PBS probes T. E. Lawrence -- and the mystery remains

A master player in military strategy, a schemer for Arab destiny, a foil for the rulers of the fading British empire, ultimately a failure in his own eyes, T. E. Lawrence remains a figure of mystery. In searching for the reason, we need look no further than the face seen in grainy photographs and newsreel footage, peering out from under an Arab headdress. It is a face that could belong to Stan Laurel. Nearly expressionless, except for the quizzically sorrowful eyes, it is possessed of a certain Thurberesque emptiness. It projects neither power nor imagination. It shrinks within itself, as if not wanting to be seen. And there you have, every time you see it, the mystery of Lawrence of Arabia: the British child of Oxford, lonely and socially inept, who welded the ragtag clans of the Bedouin into a desert army that could confound the British and rout the Turks.

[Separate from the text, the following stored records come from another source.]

//! Command-line front end: argument parsing and the command handlers that
//! drive the item store.
mod app;
mod args;

pub use app::*;
pub use args::*;
//! Core data structures for the tagclip application.
//!
//! This module contains the item record persisted for every saved clip, the
//! reference record kept for uploaded documents, and the candidate a caller
//! hands to the store when adding a clip.
use chrono::{DateTime, SecondsFormat, SubsecRound, Utc};
use serde::{Deserialize, Deserializer, Serialize, Serializer};

/// Represents a single saved clip
#[derive(Debug, Clone, PartialEq, Eq, Serialize, Deserialize)]
#[serde(rename_all = "camelCase")]
pub struct Item {
    /// Unique identifier, derived from the creation time in milliseconds
    pub id: i64,
    /// The clipped text
    pub content: String,
    /// Optional link to an external document
    #[serde(default)]
    pub doc_link: Option<String>,
    /// Optional reference to an uploaded document
    #[serde(default)]
    pub doc_file: Option<DocFile>,
    /// Tags in the order they were entered
    #[serde(default)]
    pub tags: Vec<String>,
    /// When the clip was created, always written with three fraction digits
    #[serde(serialize_with = "millis_timestamp")]
    pub timestamp: DateTime<Utc>,
}

/// Reference to document bytes held by an [`AttachmentSink`](crate::AttachmentSink).
#[derive(Debug, Clone, PartialEq, Eq, Serialize, Deserialize)]
pub struct DocFile {
    /// Original file name of the upload
    pub name: String,
    /// Opaque handle understood by the sink that stored the bytes
    #[serde(alias = "downloadId", deserialize_with = "locator_from_any")]
    pub locator: String,
    /// Media type reported for the upload
    #[serde(rename = "type", default)]
    pub media_type: String,
}

/// An uploaded document waiting to be handed to the attachment sink.
#[derive(Debug, Clone, Default)]
pub struct Attachment {
    pub name: String,
    pub media_type: String,
    pub bytes: Vec<u8>,
}

/// Everything a caller supplies when adding a clip.
#[derive(Debug, Clone, Default)]
pub struct NewItem {
    pub content: String,
    pub tags: Vec<String>,
    pub doc_link: Option<String>,
    pub attachment: Option<Attachment>,
}

impl Item {
    /// Creates a new item stamped with the given creation time
    pub fn new(
        id: i64,
        content: String,
        tags: Vec<String>,
        doc_link: Option<String>,
        doc_file: Option<DocFile>,
        timestamp: DateTime<Utc>,
    ) -> Self {
        Item {
            id,
            content,
            doc_link,
            doc_file,
            tags,
            timestamp,
        }
    }

    /// Case-insensitive containment check over content and tags.
    ///
    /// `needle` must already be lowercased.
    pub fn matches(&self, needle: &str) -> bool {
        self.content.to_lowercase().contains(needle)
            || self.tags.iter().any(|t| t.to_lowercase().contains(needle))
    }
}

impl NewItem {
    pub fn new(content: impl Into<String>, tags: Vec<String>) -> Self {
        NewItem {
            content: content.into(),
            tags,
            ..Default::default()
        }
    }

    pub fn with_link(mut self, link: impl Into<String>) -> Self {
        self.doc_link = Some(link.into());
        self
    }

    pub fn with_attachment(mut self, attachment: Attachment) -> Self {
        self.attachment = Some(attachment);
        self
    }
}

/// Current time truncated to milliseconds, matching the precision of the id.
pub fn now_millis() -> DateTime<Utc> {
    Utc::now().trunc_subsecs(3)
}

fn millis_timestamp<S>(ts: &DateTime<Utc>, serializer: S) -> std::result::Result<S::Ok, S::Error>
where
    S: Serializer,
{
    serializer.serialize_str(&ts.to_rfc3339_opts(SecondsFormat::Millis, true))
}

// Older documents stored the locator as a numeric download id.
fn locator_from_any<'de, D>(deserializer: D) -> std::result::Result<String, D::Error>
where
    D: Deserializer<'de>,
{
    #[derive(Deserialize)]
    #[serde(untagged)]
    enum RawLocator {
        Text(String),
        Number(i64),
    }

    Ok(match RawLocator::deserialize(deserializer)? {
        RawLocator::Text(s) => s,
        RawLocator::Number(n) => n.to_string(),
    })
}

How did this unprepossessing figure become the stuff of history and legend?

Ever since Lowell Thomas mounted his personally enriching lecture-cum-pictures roadshow about Lawrence, somebody or other has been promising to fathom that mystery for us. And such is the business of Lawrence of Arabia: The Master Illusionist (PBS, Wednesday, Feb. 13, 9-10 p.m., check local listings), a documentary with dramatized scenes.

The hour spent with facts from Lawrence's life winds up being enriching, if only because that life presents so many puzzles. But the attempt to go beyond newsreel footage and photographs into a modern re-creation of various incidents fails, on several accounts. The most obvious of these lies in the poor dramatic conception of the scenes themselves and the strange decision to cast Steven Vidler, a handsome, almost Rudolph Valentino type, as Lawrence. What we get from this combination of melodrama and Hollywood good looks is totally out of character with the real Lawrence who peers hauntingly at us out of his pale, ghostly photographic image.

Having become inured to the playacting, however, one begins to find here some of the more tantalizing threads of Lawrence's tangled tale, especially in its twisted conclusion.

Still, behind all the drama and conjecture, we see T. E. Lawrence shrinking into the shadows, and remember his plea to Lowell Thomas, when the commentator brought his semifactual roadshow to England. Lawrence came to his dressing room at a crowded theater -- during a run that was the talk of England, making Lawrence's name once more a household world -- and said to him: ``Please stop.''

Thomas, of course, didn't stop. Neither has the small army of Lawrence biographers. But while they may go on, you get the feeling from watching this film that they still haven't solved the mystery of T. E. Lawrence.

Those who remember Life as just another magazine on the newsstand today, Remembering Life (PBS, Wednesday, Feb. 13, 10-11 p.m., check local listings) will be something of an eye-opener. It will introduce them to the magazine that in many ways shaped the perceptions of the nation. Life was big, graphic, and unavoidable. It told in pictures, from the world's best photographers, the story of our wars, our racial strife, our small and large triumphs, and the trivial moments that characterized our national life.

This film tells, in pictures and reminiscences, the story of that magazine from its first issue in 1936 to its demise in 1972.

Such Life photographers as Nina Lean, Gordon Parks, Carl Mydans, and Martha Holmes are interviewed, and their photographs are displayed; through it all we see with real affection a special phenomenon in American journalism. The magazine always perceived something large and important about the business of living. This film conveys in part the combination of care, arrogance, energy, happenstance, and enormous talent that made it all come together.

Far less memorable is National Geographic's second special of the year, Four Americans in China (PBS, Wednesday , Feb. 13, 8-9 p.m., check local listings). This basically wasted opportunity relates the experiences of an exchange student, a businessman, a journalist, and an English teacher who in various ways found their way into unexplored territory in China's culture. Because the film tries to cover too much ground, with four stories to tell, the territory will remain unexplored for the viewer. ``Four Americans in China'' seldom stops to dig into any of the questions it raises long enough to unearth much that is new or even particularly interesting. At this stage of the game, for instance, it comes as little surprise to learn about the country's one-couple, one-child program through the eyes of a journalist (whose affiliation is never, for some unusual reason, revealed). It is fun to see the English student being served a surprise delicacy: moose nose and bear paw. But for the most part, the special offers few delicacies or choice morsels to savor.